> _BRIEF_: What is needed is every line of the data that includes the word "Subscribed". Please copy each one.

------ RECORDS FOR THIS EXERCISE ------

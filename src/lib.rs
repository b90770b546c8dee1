//! Avagh Media Site Core
//!
//! Locale selection with translation lookup, theme preference management, and
//! the localized view models of the Avagh Media site.

pub mod app;
pub mod assets;
pub mod constants;
pub mod domain;
pub mod error;
pub mod eventing;
pub mod features;
pub mod helpers;
pub mod i18n;
pub mod services;
pub mod state;
pub mod utils;
pub mod views;
//! Contact form data and validation rules

use std::sync::LazyLock;

use regex::Regex;
use serde::{Deserialize, Serialize};

use crate::constants::{MESSAGE_MIN_LENGTH, NAME_MIN_LENGTH};

static EMAIL_RE: LazyLock<Regex> = LazyLock::new(|| {
    Regex::new(r"^[^\s@]+@[^\s@]+\.[^\s@]+$").expect("valid email pattern")
});

static PHONE_RE: LazyLock<Regex> = LazyLock::new(|| {
    Regex::new(r"^\+?[1-9][0-9]{0,15}$").expect("valid phone pattern")
});

/// Form fields, in display order
#[derive(Debug, Clone, Copy, PartialEq, Eq, Hash, Serialize, Deserialize)]
#[serde(rename_all = "snake_case")]
pub enum ContactField {
    FirstName,
    LastName,
    Email,
    Phone,
    Service,
    Message,
}

impl ContactField {
    pub const ALL: [ContactField; 6] = [
        ContactField::FirstName,
        ContactField::LastName,
        ContactField::Email,
        ContactField::Phone,
        ContactField::Service,
        ContactField::Message,
    ];

    /// Fields that must be non-blank for the form to be valid
    pub const REQUIRED: [ContactField; 4] = [
        ContactField::FirstName,
        ContactField::LastName,
        ContactField::Email,
        ContactField::Message,
    ];

    /// Translation key suffix (`contact.field.<name>`)
    pub fn key(self) -> &'static str {
        match self {
            ContactField::FirstName => "first_name",
            ContactField::LastName => "last_name",
            ContactField::Email => "email",
            ContactField::Phone => "phone",
            ContactField::Service => "service",
            ContactField::Message => "message",
        }
    }

    pub fn is_required(self) -> bool {
        Self::REQUIRED.contains(&self)
    }
}

/// Why a field failed validation
#[derive(Debug, Clone, Copy, PartialEq, Eq, Hash, Serialize)]
#[serde(rename_all = "snake_case")]
pub enum ValidationKind {
    Required,
    MinLength,
    Email,
    Phone,
}

impl ValidationKind {
    /// Translation key of the localized message
    pub fn message_key(self) -> &'static str {
        match self {
            ValidationKind::Required => "contact.validation.required",
            ValidationKind::MinLength => "contact.validation.min_length",
            ValidationKind::Email => "contact.validation.email",
            ValidationKind::Phone => "contact.validation.phone",
        }
    }
}

/// Raw contact form input
#[derive(Debug, Clone, Default, PartialEq, Eq, Serialize, Deserialize)]
pub struct ContactFormData {
    pub first_name: String,
    pub last_name: String,
    pub email: String,
    pub phone: String,
    pub service: String,
    pub message: String,
}

impl ContactFormData {
    pub fn value(&self, field: ContactField) -> &str {
        match field {
            ContactField::FirstName => &self.first_name,
            ContactField::LastName => &self.last_name,
            ContactField::Email => &self.email,
            ContactField::Phone => &self.phone,
            ContactField::Service => &self.service,
            ContactField::Message => &self.message,
        }
    }

    pub fn value_mut(&mut self, field: ContactField) -> &mut String {
        match field {
            ContactField::FirstName => &mut self.first_name,
            ContactField::LastName => &mut self.last_name,
            ContactField::Email => &mut self.email,
            ContactField::Phone => &mut self.phone,
            ContactField::Service => &mut self.service,
            ContactField::Message => &mut self.message,
        }
    }

    /// Check one field against its rule
    pub fn validate(&self, field: ContactField) -> Option<ValidationKind> {
        let value = self.value(field);
        let trimmed = value.trim();
        match field {
            ContactField::FirstName | ContactField::LastName => {
                min_length_rule(trimmed, NAME_MIN_LENGTH)
            }
            ContactField::Email => {
                if trimmed.is_empty() {
                    Some(ValidationKind::Required)
                } else if !is_valid_email(value) {
                    Some(ValidationKind::Email)
                } else {
                    None
                }
            }
            ContactField::Phone => {
                (!value.is_empty() && !is_valid_phone(value)).then_some(ValidationKind::Phone)
            }
            ContactField::Message => min_length_rule(trimmed, MESSAGE_MIN_LENGTH),
            ContactField::Service => None,
        }
    }

    /// Every required field is non-blank
    pub fn has_required_fields(&self) -> bool {
        ContactField::REQUIRED
            .iter()
            .all(|field| !self.value(*field).trim().is_empty())
    }
}

fn min_length_rule(trimmed: &str, min: usize) -> Option<ValidationKind> {
    if trimmed.is_empty() {
        Some(ValidationKind::Required)
    } else if trimmed.chars().count() < min {
        Some(ValidationKind::MinLength)
    } else {
        None
    }
}

/// `local@domain.tld` with no whitespace and a single `@` per part
pub fn is_valid_email(email: &str) -> bool {
    EMAIL_RE.is_match(email)
}

/// Optional leading `+`, then up to 16 digits not starting with 0.
/// Spaces, dashes and parentheses are ignored.
pub fn is_valid_phone(phone: &str) -> bool {
    let compact: String = phone
        .chars()
        .filter(|c| !c.is_whitespace() && !matches!(c, '-' | '(' | ')'))
        .collect();
    PHONE_RE.is_match(&compact)
}

#[cfg(test)]
mod tests {
    use super::*;

    fn filled() -> ContactFormData {
        ContactFormData {
            first_name: "Ahmed".into(),
            last_name: "Salem".into(),
            email: "hello@avaghmedia.mr".into(),
            phone: "+222 45 00 00 00".into(),
            service: "media".into(),
            message: "We need a documentary.".into(),
        }
    }

    #[test]
    fn valid_form_has_no_errors() {
        let data = filled();
        for field in ContactField::ALL {
            assert_eq!(data.validate(field), None, "{field:?}");
        }
        assert!(data.has_required_fields());
    }

    #[test]
    fn names_need_two_characters() {
        let mut data = filled();
        data.first_name = "  A ".into();
        assert_eq!(data.validate(ContactField::FirstName), Some(ValidationKind::MinLength));
        data.first_name = "   ".into();
        assert_eq!(data.validate(ContactField::FirstName), Some(ValidationKind::Required));
        // counted in characters, not bytes
        data.last_name = "عل".into();
        assert_eq!(data.validate(ContactField::LastName), None);
    }

    #[test]
    fn email_rules() {
        assert!(is_valid_email("a@b.co"));
        assert!(!is_valid_email("a@b"));
        assert!(!is_valid_email("a b@c.d"));
        assert!(!is_valid_email("@b.co"));
    }

    #[test]
    fn phone_is_optional_but_checked() {
        let mut data = filled();
        data.phone.clear();
        assert_eq!(data.validate(ContactField::Phone), None);
        data.phone = "0123".into();
        assert_eq!(data.validate(ContactField::Phone), Some(ValidationKind::Phone));
        assert!(is_valid_phone("(222) 45-00-00"));
        assert!(!is_valid_phone("+1234567890123456789"));
    }

    #[test]
    fn phone_accepts_ascii_digits_only() {
        assert!(is_valid_phone("+222450000"));
        assert!(!is_valid_phone("+2٢٢٤٥٠٠"));
        assert!(!is_valid_phone("٢٢٤٥٠٠٠٠"));
        assert!(!is_valid_phone("+2２２４５"));
    }

    #[test]
    fn message_needs_ten_characters() {
        let mut data = filled();
        data.message = "too short".into();
        assert_eq!(data.validate(ContactField::Message), Some(ValidationKind::MinLength));
    }
}
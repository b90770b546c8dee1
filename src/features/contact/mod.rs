//! Contact feature

mod controller;

pub use controller::{ContactController, StatusKind, SubmitOutcome, SubmitStatus};
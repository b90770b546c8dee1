//! Site Constants
//!
//! Centralized constants shared by the preference managers and the site shell.

/// Storage key of the persisted theme preference blob
pub const THEME_STORAGE_KEY: &str = "avagh-theme-v2";

/// Delay before smooth theme transitions are enabled (avoids initial-paint flicker)
pub const TRANSITION_DELAY_MS: u64 = 100;

/// How often the native color-scheme watcher polls the OS
pub const SYSTEM_POLL_INTERVAL_MS: u64 = 1000;

/// Application identity used for config/data directories
pub const APP_QUALIFIER: &str = "com";
pub const APP_ORGANIZATION: &str = "avagh-media";
pub const APP_NAME: &str = "avagh-site";

/// File names inside the config/data directories
pub const CONFIG_FILE_NAME: &str = "avagh-site.toml";
pub const DEFAULT_STORAGE_FILE: &str = "preferences.json";

/// Document class and attribute names
pub const CLASS_THEME_LIGHT: &str = "theme-light";
pub const CLASS_THEME_DARK: &str = "theme-dark";
pub const CLASS_TRANSITIONS_ENABLED: &str = "theme-transitions-enabled";
pub const ATTR_THEME: &str = "data-theme";
pub const ATTR_THEME_MODE: &str = "data-theme-mode";
pub const ATTR_LANGUAGE: &str = "data-language";
pub const ATTR_LANG: &str = "lang";
pub const ATTR_DIR: &str = "dir";
pub const META_COLOR_SCHEME: &str = "color-scheme";

/// Contact form limits
pub const NAME_MIN_LENGTH: usize = 2;
pub const MESSAGE_MIN_LENGTH: usize = 10;
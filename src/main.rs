//! Avagh Media Site - Main Entry Point

use avagh_site::app::{RunOptions, run_site};

#[tokio::main(flavor = "current_thread")]
async fn main() -> anyhow::Result<()> {
    // Initialize tracing for logging
    tracing_subscriber::fmt()
        .with_env_filter(
            tracing_subscriber::EnvFilter::from_default_env()
                .add_directive(tracing::Level::INFO.into()),
        )
        .init();

    let options = RunOptions::from_env()?;
    tracing::info!("Starting Avagh Media site...");

    run_site(options).await?;
    Ok(())
}
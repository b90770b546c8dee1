//! Embedded assets for avagh-site
//!
//! Uses rust-embed to bundle the per-locale content resources at compile time.

use std::borrow::Cow;

use rust_embed::RustEmbed;

use crate::i18n::Locale;

/// Embedded locale resources from the locales directory
#[derive(RustEmbed)]
#[folder = "locales"]
pub struct LocaleAssets;

impl LocaleAssets {
    /// Resource file name for a locale
    pub fn file_name(locale: Locale) -> String {
        format!("{}.toml", locale.code())
    }

    /// Raw bytes of a locale resource, if bundled
    pub fn load(locale: Locale) -> Option<Cow<'static, [u8]>> {
        Self::get(&Self::file_name(locale)).map(|file| file.data)
    }

    /// Names of all bundled resources
    pub fn list() -> Vec<String> {
        Self::iter().map(|name| name.into_owned()).collect()
    }
}
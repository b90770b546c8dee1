//! Subscribers - Ordered Observer List
//!
//! Handlers are invoked in registration order. Ids come from one process-wide
//! counter, so an id issued by one list never matches a handler of another.

use std::fmt;
use std::sync::atomic::{AtomicU64, Ordering};

static NEXT_SUBSCRIPTION_ID: AtomicU64 = AtomicU64::new(1);

/// Handle returned by `subscribe`, used to unsubscribe later
#[derive(Debug, Clone, Copy, PartialEq, Eq, Hash, PartialOrd, Ord)]
pub struct SubscriptionId(u64);

impl SubscriptionId {
    fn next() -> Self {
        Self(NEXT_SUBSCRIPTION_ID.fetch_add(1, Ordering::Relaxed))
    }
}

impl fmt::Display for SubscriptionId {
    fn fmt(&self, f: &mut fmt::Formatter<'_>) -> fmt::Result {
        write!(f, "#{}", self.0)
    }
}

type Handler<T> = Box<dyn FnMut(&T)>;

/// FIFO list of change handlers for values of type `T`
pub struct Subscribers<T> {
    handlers: Vec<(SubscriptionId, Handler<T>)>,
}

impl<T> Default for Subscribers<T> {
    fn default() -> Self {
        Self {
            handlers: Vec::new(),
        }
    }
}

impl<T> fmt::Debug for Subscribers<T> {
    fn fmt(&self, f: &mut fmt::Formatter<'_>) -> fmt::Result {
        f.debug_struct("Subscribers")
            .field("len", &self.handlers.len())
            .finish()
    }
}

impl<T> Subscribers<T> {
    pub fn new() -> Self {
        Self::default()
    }

    /// Register a handler at the end of the list
    pub fn subscribe(&mut self, handler: impl FnMut(&T) + 'static) -> SubscriptionId {
        let id = SubscriptionId::next();
        self.handlers.push((id, Box::new(handler)));
        id
    }

    /// Remove a handler. Unknown or already removed ids are ignored.
    pub fn unsubscribe(&mut self, id: SubscriptionId) -> bool {
        let before = self.handlers.len();
        self.handlers.retain(|(existing, _)| *existing != id);
        self.handlers.len() != before
    }

    /// Call every handler in registration order; returns how many ran
    pub fn notify(&mut self, value: &T) -> usize {
        for (_, handler) in &mut self.handlers {
            handler(value);
        }
        self.handlers.len()
    }

    pub fn len(&self) -> usize {
        self.handlers.len()
    }

    pub fn is_empty(&self) -> bool {
        self.handlers.is_empty()
    }

    pub fn clear(&mut self) {
        self.handlers.clear();
    }
}
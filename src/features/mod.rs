//! Features - Interactive Page Slices
//!
//! Form state machines behind the contact section and the footer newsletter.

pub mod contact;
pub mod newsletter;
//! Application Layer
//!
//! Site composition root, runtime configuration and the presentation context.

pub mod application;
pub mod config;
pub mod document;

pub use application::{RunOptions, Site, run_site};
pub use config::SiteConfig;
pub use document::{Document, DocumentSnapshot, Element, Target};
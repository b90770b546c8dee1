//! Newsletter signup in the footer

use tracing::info;

use crate::domain::contact::is_valid_email;

#[derive(Debug, Clone, Copy, PartialEq, Eq)]
pub enum NewsletterOutcome {
    /// Empty input or a signup already in flight
    Ignored,
    InvalidEmail,
    Subscribed,
}

#[derive(Debug, Default)]
pub struct NewsletterForm {
    email: String,
    loading: bool,
}

impl NewsletterForm {
    pub fn new() -> Self {
        Self::default()
    }

    pub fn email(&self) -> &str {
        &self.email
    }

    pub fn set_email(&mut self, email: impl Into<String>) {
        self.email = email.into();
    }

    pub fn is_loading(&self) -> bool {
        self.loading
    }

    /// Validate and enter the loading state
    pub fn begin_submit(&mut self) -> NewsletterOutcome {
        if self.email.trim().is_empty() || self.loading {
            return NewsletterOutcome::Ignored;
        }
        if !is_valid_email(self.email.trim()) {
            return NewsletterOutcome::InvalidEmail;
        }
        self.loading = true;
        NewsletterOutcome::Subscribed
    }

    /// Leave the loading state; a successful signup clears the input
    pub fn finish_submit(&mut self, success: bool) {
        if success {
            info!("Newsletter signup recorded");
            self.email.clear();
        }
        self.loading = false;
    }
}

#[cfg(test)]
mod tests {
    use super::*;

    #[test]
    fn signup_cycle() {
        let mut form = NewsletterForm::new();
        assert_eq!(form.begin_submit(), NewsletterOutcome::Ignored);

        form.set_email("someone@");
        assert_eq!(form.begin_submit(), NewsletterOutcome::InvalidEmail);
        assert!(!form.is_loading());

        form.set_email(" news@avagh.media ");
        assert_eq!(form.begin_submit(), NewsletterOutcome::Subscribed);
        assert_eq!(form.begin_submit(), NewsletterOutcome::Ignored);

        form.finish_submit(true);
        assert!(form.email().is_empty());
        assert!(!form.is_loading());
    }
}
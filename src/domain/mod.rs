//! Domain Models
//!
//! Plain data types shared by the state managers, features and views.

pub mod contact;
pub mod content;
pub mod theme;
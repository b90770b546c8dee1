//! Client voices - testimonials and satisfaction stats

use serde::Serialize;

use super::{CallToAction, SectionId, ViewContext};
use crate::domain::content::{Stat, Voice};

pub const MIN_RATING: u8 = 1;
pub const MAX_RATING: u8 = 5;

#[derive(Debug, Clone, PartialEq, Eq, Serialize)]
pub struct VoicesView {
    pub title: String,
    pub subtitle: String,
    pub project_label: String,
    /// Featured testimonials first; ratings clamped to 1..=5
    pub testimonials: Vec<Voice>,
    pub stats_title: String,
    pub stats: Vec<Stat>,
    pub cta: CallToAction,
}

impl VoicesView {
    pub fn build(ctx: &ViewContext<'_>) -> Self {
        let mut testimonials = ctx.list(|c| &c.voice_list);
        for voice in &mut testimonials {
            voice.rating = voice.rating.clamp(MIN_RATING, MAX_RATING);
        }
        testimonials.sort_by_key(|voice| !voice.featured);

        Self {
            title: ctx.text("voices.title"),
            subtitle: ctx.text("voices.subtitle"),
            project_label: ctx.text("voices.project_label"),
            testimonials,
            stats_title: ctx.text("voices.stats_title"),
            stats: ctx.list(|c| &c.voice_stats),
            cta: ctx.call_to_action(
                "voices",
                vec![ctx.action("voices.cta.button", SectionId::Contact)],
            ),
        }
    }
}

/// Filled and empty star counts for a rating
pub fn star_split(rating: u8) -> (u8, u8) {
    let filled = rating.clamp(MIN_RATING, MAX_RATING);
    (filled, MAX_RATING - filled)
}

------

> _EXERCISE SOLUTION_:
    Subscribed,
        NewsletterOutcome::Subscribed
        assert_eq!(form.begin_submit(), NewsletterOutcome::Subscribed);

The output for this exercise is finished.